- _Data provided_
- - -
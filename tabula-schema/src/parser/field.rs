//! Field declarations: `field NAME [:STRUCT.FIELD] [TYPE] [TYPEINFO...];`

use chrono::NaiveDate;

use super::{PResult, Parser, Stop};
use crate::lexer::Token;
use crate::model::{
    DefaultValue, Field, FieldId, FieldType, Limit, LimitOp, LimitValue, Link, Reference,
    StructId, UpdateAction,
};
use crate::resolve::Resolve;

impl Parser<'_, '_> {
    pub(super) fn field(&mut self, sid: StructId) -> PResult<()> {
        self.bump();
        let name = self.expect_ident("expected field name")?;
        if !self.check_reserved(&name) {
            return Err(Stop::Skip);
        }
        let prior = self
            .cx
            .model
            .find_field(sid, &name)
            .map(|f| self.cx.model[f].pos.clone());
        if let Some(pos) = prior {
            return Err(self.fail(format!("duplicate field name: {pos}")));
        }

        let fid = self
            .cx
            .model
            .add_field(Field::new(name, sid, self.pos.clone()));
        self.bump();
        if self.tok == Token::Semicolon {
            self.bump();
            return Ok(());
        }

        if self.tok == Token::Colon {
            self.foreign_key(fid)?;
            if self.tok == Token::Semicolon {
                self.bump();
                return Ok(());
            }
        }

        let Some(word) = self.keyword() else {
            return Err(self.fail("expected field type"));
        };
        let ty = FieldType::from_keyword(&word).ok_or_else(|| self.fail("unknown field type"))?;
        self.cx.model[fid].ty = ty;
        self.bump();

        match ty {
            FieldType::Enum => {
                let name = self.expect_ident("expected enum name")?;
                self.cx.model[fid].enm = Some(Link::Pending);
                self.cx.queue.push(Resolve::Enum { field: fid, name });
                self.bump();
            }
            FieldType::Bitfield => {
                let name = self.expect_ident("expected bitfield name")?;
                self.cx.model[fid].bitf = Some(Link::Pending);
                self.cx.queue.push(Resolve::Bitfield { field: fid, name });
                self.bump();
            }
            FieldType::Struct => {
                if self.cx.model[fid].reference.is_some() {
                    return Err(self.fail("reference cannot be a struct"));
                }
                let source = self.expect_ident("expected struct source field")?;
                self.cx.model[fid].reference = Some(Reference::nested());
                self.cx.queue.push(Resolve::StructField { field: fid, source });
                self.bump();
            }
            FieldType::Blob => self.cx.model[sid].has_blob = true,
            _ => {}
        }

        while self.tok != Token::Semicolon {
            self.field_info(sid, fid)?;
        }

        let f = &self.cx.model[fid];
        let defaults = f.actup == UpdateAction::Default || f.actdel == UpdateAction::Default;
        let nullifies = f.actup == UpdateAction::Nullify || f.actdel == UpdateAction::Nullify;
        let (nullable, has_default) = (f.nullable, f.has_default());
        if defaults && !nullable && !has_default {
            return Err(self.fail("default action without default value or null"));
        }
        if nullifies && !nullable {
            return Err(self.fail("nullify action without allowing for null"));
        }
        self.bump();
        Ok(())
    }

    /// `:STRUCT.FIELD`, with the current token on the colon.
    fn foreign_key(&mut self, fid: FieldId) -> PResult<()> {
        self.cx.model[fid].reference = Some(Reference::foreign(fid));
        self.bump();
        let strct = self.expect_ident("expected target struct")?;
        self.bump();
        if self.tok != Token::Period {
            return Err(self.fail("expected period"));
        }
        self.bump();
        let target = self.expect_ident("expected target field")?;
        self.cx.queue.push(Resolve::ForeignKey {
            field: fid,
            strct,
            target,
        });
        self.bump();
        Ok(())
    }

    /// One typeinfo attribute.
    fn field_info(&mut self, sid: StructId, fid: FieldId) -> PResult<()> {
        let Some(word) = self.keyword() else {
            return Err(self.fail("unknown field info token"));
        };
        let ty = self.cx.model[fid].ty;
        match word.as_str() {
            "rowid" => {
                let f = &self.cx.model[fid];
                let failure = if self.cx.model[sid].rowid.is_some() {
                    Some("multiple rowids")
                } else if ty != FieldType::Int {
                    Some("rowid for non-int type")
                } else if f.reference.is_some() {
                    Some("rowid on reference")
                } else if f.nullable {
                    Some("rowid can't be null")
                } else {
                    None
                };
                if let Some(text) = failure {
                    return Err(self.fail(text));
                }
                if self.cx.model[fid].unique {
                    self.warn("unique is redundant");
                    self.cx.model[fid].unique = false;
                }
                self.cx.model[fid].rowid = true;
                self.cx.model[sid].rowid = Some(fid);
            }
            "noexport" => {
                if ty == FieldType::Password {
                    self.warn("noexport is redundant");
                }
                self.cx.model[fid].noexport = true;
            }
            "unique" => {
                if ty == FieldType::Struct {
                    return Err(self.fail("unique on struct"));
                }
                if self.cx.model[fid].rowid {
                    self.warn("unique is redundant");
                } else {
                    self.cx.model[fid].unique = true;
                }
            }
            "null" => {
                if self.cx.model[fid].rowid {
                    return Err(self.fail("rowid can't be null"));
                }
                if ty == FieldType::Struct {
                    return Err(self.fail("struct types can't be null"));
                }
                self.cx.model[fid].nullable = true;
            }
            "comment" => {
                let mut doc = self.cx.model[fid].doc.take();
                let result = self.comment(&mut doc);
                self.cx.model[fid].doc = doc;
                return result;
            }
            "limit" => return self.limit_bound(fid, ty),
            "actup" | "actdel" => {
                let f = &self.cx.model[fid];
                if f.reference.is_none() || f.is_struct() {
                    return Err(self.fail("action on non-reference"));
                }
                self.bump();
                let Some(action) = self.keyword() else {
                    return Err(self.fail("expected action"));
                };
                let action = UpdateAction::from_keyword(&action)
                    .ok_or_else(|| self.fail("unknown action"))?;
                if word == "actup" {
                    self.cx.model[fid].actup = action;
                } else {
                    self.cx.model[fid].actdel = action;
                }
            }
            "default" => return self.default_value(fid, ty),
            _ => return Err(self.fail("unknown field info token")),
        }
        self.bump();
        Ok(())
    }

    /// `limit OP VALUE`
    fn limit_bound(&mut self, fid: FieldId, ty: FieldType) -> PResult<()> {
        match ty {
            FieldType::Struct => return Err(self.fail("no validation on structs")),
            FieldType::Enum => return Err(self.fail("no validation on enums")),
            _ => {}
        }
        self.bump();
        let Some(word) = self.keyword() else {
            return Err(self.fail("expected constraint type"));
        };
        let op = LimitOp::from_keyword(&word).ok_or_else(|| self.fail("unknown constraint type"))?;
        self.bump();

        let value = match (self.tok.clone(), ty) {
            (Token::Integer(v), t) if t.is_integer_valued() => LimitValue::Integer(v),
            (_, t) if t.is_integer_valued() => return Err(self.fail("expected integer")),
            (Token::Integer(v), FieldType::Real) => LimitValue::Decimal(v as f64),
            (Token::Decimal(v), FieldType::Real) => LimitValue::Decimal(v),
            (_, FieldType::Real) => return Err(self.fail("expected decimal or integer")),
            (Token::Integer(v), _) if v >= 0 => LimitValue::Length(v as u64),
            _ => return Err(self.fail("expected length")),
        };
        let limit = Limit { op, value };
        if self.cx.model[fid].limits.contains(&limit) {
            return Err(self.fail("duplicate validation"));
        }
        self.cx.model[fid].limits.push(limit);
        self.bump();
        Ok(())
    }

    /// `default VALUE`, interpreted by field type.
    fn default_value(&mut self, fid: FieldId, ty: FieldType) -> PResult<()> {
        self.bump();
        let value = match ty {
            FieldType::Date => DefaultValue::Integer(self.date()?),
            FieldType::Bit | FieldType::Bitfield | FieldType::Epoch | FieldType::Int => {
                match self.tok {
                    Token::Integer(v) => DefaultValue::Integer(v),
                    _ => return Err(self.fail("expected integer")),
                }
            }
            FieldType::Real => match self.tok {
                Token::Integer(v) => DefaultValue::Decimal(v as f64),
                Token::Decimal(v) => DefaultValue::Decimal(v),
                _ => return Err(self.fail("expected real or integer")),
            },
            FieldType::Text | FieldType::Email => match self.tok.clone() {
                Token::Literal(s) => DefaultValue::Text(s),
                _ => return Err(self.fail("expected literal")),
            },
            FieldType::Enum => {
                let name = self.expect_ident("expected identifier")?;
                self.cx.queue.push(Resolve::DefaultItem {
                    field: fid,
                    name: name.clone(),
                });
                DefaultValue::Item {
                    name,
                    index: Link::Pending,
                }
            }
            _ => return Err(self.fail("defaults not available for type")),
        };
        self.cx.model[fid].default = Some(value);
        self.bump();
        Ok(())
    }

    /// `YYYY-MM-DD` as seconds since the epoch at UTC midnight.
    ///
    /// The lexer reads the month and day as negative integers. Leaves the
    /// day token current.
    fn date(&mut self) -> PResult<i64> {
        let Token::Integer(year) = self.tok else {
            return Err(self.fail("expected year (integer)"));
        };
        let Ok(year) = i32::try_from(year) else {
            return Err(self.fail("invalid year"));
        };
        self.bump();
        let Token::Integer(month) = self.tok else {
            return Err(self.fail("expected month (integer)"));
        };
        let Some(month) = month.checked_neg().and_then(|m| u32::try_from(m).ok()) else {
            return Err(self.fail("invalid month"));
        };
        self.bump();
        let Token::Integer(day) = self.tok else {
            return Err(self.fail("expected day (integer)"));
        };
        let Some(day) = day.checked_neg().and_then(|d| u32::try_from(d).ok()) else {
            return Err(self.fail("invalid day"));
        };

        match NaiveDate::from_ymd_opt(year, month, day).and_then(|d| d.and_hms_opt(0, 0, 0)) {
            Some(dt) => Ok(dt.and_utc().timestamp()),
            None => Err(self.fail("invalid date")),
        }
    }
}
- - -
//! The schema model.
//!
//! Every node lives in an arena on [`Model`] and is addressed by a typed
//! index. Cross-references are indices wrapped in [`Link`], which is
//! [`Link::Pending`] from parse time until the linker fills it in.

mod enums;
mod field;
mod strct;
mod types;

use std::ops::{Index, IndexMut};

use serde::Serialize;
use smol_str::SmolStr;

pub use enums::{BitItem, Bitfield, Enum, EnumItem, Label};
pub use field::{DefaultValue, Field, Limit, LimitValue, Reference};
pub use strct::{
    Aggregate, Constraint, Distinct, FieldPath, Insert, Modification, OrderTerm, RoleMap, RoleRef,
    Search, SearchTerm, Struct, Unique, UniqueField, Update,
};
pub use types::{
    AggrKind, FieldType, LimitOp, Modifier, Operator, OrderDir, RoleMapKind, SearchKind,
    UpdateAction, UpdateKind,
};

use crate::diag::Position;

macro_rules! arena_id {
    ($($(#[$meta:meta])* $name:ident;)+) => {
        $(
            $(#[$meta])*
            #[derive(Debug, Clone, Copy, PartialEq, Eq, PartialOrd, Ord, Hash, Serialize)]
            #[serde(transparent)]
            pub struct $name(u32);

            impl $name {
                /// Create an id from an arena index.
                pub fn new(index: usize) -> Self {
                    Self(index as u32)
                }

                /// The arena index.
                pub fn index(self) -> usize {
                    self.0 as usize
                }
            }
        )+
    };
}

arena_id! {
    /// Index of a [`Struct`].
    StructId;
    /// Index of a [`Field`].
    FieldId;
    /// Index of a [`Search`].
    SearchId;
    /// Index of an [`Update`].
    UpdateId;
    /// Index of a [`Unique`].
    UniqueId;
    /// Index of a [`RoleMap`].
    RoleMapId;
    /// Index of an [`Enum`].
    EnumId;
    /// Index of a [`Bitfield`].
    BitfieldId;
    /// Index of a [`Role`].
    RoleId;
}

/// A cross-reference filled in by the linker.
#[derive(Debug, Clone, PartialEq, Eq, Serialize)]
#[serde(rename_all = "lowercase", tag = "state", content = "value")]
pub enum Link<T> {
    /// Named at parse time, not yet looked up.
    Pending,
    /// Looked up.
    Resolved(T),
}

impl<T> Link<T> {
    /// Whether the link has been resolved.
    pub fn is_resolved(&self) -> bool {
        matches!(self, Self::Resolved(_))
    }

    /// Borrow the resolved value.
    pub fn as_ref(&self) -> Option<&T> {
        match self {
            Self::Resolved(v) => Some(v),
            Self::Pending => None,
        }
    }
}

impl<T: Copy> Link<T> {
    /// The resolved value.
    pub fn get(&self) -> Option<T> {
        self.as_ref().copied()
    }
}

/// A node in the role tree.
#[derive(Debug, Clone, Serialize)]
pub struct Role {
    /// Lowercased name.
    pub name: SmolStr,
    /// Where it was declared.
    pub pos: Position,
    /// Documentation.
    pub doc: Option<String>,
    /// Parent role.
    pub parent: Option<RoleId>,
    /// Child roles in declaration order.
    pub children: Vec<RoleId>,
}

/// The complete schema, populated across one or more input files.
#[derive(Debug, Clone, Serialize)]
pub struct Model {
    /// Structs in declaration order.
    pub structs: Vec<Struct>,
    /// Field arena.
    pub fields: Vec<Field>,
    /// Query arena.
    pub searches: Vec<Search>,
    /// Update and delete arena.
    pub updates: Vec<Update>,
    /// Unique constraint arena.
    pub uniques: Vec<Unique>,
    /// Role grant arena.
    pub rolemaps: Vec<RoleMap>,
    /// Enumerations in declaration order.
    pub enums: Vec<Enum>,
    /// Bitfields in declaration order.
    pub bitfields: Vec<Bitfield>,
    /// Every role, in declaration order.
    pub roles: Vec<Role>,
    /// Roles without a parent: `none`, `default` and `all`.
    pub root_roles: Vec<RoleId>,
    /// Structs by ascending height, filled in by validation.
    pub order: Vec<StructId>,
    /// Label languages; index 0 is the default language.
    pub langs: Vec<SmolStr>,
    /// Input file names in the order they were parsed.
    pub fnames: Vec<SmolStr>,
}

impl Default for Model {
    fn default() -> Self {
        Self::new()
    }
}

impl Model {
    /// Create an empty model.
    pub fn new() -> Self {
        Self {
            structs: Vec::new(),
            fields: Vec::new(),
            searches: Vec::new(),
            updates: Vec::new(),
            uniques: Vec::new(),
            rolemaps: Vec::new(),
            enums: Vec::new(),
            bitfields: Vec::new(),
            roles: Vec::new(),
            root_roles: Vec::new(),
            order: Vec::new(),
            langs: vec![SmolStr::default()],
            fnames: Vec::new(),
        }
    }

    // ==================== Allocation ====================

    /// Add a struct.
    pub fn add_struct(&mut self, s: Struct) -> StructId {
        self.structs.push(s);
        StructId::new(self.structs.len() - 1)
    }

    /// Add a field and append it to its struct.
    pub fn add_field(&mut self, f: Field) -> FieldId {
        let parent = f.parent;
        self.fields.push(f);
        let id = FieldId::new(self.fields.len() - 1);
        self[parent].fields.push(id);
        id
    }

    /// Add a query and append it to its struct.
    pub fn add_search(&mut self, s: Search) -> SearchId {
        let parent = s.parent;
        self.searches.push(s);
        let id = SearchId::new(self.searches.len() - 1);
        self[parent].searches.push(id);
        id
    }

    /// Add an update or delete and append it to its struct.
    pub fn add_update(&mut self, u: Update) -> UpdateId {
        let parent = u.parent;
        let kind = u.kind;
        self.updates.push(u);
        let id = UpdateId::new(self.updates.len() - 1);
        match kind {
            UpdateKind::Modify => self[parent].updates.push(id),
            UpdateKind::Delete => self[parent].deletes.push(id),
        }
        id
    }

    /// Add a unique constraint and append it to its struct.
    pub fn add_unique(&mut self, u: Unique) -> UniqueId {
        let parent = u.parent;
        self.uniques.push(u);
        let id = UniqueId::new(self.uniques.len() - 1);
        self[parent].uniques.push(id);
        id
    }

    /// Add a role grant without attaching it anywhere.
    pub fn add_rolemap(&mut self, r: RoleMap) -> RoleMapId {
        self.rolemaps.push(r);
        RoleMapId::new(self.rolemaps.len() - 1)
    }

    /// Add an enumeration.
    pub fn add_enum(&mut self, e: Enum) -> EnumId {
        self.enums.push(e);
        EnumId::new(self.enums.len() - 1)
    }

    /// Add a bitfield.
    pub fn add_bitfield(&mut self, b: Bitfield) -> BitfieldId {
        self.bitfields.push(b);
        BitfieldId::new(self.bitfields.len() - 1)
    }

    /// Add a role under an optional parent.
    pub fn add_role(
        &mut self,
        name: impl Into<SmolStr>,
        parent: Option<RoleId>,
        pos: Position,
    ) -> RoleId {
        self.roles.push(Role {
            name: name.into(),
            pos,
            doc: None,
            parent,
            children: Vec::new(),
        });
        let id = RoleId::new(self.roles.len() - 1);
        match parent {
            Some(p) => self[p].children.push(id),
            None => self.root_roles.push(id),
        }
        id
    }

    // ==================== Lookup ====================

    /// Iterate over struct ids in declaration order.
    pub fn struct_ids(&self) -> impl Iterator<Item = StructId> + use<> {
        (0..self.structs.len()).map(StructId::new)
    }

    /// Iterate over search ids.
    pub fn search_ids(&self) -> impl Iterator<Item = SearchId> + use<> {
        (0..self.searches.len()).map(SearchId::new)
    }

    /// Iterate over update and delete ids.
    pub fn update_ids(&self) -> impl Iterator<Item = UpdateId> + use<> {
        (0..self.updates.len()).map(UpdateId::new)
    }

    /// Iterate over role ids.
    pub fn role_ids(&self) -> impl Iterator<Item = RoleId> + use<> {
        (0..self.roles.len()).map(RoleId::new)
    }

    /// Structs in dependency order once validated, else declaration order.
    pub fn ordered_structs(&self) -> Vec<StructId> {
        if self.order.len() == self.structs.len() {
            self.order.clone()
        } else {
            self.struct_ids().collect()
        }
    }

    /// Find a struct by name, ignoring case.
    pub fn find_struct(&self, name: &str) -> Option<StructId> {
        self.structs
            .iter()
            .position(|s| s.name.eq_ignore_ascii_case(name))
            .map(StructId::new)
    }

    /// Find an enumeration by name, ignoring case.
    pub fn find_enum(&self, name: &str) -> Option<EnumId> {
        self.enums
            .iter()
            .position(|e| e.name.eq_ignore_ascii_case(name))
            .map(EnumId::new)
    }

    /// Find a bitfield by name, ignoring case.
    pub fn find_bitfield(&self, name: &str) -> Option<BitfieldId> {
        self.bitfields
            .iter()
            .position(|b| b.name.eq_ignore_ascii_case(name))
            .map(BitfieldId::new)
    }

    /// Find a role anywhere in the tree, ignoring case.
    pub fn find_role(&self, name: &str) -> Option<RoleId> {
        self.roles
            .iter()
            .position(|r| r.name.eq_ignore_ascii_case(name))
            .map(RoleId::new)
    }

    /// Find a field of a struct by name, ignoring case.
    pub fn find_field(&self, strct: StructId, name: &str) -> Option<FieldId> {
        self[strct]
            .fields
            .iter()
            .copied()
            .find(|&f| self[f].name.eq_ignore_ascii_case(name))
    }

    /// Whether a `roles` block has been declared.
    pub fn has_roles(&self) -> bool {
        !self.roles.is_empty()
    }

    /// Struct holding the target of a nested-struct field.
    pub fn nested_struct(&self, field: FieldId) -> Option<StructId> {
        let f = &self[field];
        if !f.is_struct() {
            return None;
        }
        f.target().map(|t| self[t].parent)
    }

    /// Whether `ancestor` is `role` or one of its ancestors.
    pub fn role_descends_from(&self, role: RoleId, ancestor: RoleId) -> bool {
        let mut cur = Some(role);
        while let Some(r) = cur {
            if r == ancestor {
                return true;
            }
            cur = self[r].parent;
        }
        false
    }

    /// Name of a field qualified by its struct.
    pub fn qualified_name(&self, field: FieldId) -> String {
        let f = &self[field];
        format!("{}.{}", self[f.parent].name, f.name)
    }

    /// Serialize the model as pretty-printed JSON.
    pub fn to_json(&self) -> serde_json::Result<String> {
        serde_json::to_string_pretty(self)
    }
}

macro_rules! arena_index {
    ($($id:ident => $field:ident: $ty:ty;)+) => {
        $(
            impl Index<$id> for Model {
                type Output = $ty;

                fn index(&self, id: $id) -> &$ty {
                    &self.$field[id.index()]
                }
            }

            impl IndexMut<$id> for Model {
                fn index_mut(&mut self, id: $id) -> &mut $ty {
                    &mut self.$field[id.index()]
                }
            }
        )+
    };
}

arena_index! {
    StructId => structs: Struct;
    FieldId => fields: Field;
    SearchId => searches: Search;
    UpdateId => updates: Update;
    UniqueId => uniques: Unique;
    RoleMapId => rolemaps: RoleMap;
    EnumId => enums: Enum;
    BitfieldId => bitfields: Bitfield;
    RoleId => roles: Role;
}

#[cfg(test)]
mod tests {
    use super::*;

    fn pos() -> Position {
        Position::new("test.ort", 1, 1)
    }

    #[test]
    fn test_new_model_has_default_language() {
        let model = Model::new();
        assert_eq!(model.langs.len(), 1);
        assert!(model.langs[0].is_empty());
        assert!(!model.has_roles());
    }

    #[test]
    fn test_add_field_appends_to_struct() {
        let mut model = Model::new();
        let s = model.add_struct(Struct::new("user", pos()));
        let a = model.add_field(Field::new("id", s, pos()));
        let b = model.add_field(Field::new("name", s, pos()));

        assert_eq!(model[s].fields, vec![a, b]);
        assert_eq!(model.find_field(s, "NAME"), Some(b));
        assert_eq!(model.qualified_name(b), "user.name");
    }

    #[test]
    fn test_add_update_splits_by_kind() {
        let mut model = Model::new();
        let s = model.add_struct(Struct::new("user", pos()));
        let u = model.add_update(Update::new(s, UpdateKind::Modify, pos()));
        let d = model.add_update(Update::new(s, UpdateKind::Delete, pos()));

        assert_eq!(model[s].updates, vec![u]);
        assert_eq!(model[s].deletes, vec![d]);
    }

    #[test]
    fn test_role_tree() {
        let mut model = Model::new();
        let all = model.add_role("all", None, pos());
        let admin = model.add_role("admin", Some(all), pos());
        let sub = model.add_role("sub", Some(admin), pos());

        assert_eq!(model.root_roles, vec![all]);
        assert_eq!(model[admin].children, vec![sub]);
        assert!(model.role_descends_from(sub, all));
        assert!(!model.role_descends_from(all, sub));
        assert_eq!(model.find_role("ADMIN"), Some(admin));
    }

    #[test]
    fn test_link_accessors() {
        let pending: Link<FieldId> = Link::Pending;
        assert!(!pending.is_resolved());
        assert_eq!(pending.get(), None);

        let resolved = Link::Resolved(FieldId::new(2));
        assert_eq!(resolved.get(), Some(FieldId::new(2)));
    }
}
- - -
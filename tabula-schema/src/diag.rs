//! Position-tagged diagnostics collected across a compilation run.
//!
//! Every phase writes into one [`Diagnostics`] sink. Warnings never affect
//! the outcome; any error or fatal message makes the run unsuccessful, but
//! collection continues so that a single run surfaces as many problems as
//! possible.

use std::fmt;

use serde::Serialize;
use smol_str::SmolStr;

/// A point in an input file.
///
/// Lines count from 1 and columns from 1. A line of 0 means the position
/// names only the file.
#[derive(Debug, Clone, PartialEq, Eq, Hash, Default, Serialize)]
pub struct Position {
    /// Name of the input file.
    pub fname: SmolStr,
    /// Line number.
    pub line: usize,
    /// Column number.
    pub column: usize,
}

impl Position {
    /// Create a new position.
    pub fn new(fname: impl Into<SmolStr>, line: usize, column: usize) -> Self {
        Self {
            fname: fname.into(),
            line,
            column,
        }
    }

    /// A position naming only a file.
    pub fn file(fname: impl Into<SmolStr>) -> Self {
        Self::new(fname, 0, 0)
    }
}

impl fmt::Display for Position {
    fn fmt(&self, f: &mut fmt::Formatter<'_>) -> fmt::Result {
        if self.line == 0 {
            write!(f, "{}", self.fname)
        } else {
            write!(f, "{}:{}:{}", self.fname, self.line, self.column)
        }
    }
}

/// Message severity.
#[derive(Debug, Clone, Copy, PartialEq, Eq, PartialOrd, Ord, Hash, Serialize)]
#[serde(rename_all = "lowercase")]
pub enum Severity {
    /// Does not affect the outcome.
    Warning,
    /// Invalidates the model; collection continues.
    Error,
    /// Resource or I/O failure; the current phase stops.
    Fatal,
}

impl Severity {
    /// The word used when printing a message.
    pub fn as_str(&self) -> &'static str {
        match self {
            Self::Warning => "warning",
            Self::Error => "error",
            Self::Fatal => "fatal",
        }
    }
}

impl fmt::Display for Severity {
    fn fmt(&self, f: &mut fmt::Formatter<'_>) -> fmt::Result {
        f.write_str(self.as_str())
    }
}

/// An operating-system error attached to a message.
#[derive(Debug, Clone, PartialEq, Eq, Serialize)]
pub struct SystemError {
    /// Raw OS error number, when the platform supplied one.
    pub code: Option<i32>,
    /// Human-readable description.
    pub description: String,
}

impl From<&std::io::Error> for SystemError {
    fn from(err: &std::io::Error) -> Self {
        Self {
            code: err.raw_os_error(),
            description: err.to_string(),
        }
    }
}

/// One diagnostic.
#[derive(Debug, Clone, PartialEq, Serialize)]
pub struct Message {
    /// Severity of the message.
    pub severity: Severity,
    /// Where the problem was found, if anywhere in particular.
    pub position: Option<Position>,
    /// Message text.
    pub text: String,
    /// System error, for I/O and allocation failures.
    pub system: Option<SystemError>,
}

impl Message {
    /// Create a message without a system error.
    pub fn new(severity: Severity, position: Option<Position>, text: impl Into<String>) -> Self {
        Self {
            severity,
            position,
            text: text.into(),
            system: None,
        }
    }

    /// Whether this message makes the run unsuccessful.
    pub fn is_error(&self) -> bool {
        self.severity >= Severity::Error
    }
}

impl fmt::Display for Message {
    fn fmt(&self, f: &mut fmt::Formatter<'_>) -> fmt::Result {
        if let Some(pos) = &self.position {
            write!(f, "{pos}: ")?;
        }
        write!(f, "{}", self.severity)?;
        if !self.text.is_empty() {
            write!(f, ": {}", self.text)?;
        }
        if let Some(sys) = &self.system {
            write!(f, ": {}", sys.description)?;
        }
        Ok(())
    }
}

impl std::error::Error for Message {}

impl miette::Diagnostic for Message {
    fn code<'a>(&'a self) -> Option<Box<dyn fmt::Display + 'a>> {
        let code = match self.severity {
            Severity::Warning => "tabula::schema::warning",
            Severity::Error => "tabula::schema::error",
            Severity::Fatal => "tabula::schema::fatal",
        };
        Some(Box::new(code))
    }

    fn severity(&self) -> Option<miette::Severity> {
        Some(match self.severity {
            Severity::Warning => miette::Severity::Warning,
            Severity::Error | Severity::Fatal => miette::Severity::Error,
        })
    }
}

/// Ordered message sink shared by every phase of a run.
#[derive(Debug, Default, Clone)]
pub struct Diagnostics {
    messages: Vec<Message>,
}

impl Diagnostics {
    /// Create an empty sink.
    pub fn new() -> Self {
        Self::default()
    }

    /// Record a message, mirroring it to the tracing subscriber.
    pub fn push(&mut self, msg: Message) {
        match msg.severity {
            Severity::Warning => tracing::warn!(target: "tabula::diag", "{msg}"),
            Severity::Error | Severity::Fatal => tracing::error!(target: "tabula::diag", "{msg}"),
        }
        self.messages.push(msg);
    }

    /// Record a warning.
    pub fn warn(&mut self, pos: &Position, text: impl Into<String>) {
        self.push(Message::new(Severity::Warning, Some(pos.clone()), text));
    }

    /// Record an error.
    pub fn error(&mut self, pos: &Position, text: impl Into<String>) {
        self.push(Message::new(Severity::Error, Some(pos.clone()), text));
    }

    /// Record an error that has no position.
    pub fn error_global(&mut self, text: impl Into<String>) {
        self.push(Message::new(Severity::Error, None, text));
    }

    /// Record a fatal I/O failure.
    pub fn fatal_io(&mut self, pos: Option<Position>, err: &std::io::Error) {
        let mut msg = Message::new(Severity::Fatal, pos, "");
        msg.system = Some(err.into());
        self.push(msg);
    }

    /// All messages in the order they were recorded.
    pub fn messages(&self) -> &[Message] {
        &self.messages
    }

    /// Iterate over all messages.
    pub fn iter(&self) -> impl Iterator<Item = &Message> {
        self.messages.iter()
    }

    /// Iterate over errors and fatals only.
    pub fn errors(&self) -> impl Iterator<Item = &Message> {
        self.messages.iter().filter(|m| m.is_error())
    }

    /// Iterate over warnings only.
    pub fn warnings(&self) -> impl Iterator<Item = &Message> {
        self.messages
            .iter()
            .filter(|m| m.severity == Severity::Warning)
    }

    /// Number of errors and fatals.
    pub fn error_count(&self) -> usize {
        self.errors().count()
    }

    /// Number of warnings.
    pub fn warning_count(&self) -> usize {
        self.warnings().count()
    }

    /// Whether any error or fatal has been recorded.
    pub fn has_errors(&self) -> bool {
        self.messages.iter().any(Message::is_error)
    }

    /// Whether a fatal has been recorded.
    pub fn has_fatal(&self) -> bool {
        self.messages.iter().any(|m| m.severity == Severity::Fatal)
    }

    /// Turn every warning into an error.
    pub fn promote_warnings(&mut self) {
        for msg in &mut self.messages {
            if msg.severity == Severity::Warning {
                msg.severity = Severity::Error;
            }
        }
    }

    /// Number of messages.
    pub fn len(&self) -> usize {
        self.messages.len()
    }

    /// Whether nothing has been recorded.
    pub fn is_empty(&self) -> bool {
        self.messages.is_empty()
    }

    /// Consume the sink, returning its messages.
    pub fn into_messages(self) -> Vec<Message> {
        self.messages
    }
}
- - -
- _Work task_
What you return should be exactly the lines above, starting at the one with "(0..self.structs.len()).map(StructId::new)" and ending at the one with "Find a struct by name, ignoring case.", and nothing else.

- _Written solution_
        (0..self.structs.len()).map(StructId::new)
    }

    /// Iterate over search ids.
    pub fn search_ids(&self) -> impl Iterator<Item = SearchId> + use<> {
        (0..self.searches.len()).map(SearchId::new)
    }

    /// Iterate over update and delete ids.
    pub fn update_ids(&self) -> impl Iterator<Item = UpdateId> + use<> {
        (0..self.updates.len()).map(UpdateId::new)
    }

    /// Iterate over role ids.
    pub fn role_ids(&self) -> impl Iterator<Item = RoleId> + use<> {
        (0..self.roles.len()).map(RoleId::new)
    }

    /// Structs in dependency order once validated, else declaration order.
    pub fn ordered_structs(&self) -> Vec<StructId> {
        if self.order.len() == self.structs.len() {
            self.order.clone()
        } else {
            self.struct_ids().collect()
        }
    }

    /// Find a struct by name, ignoring case.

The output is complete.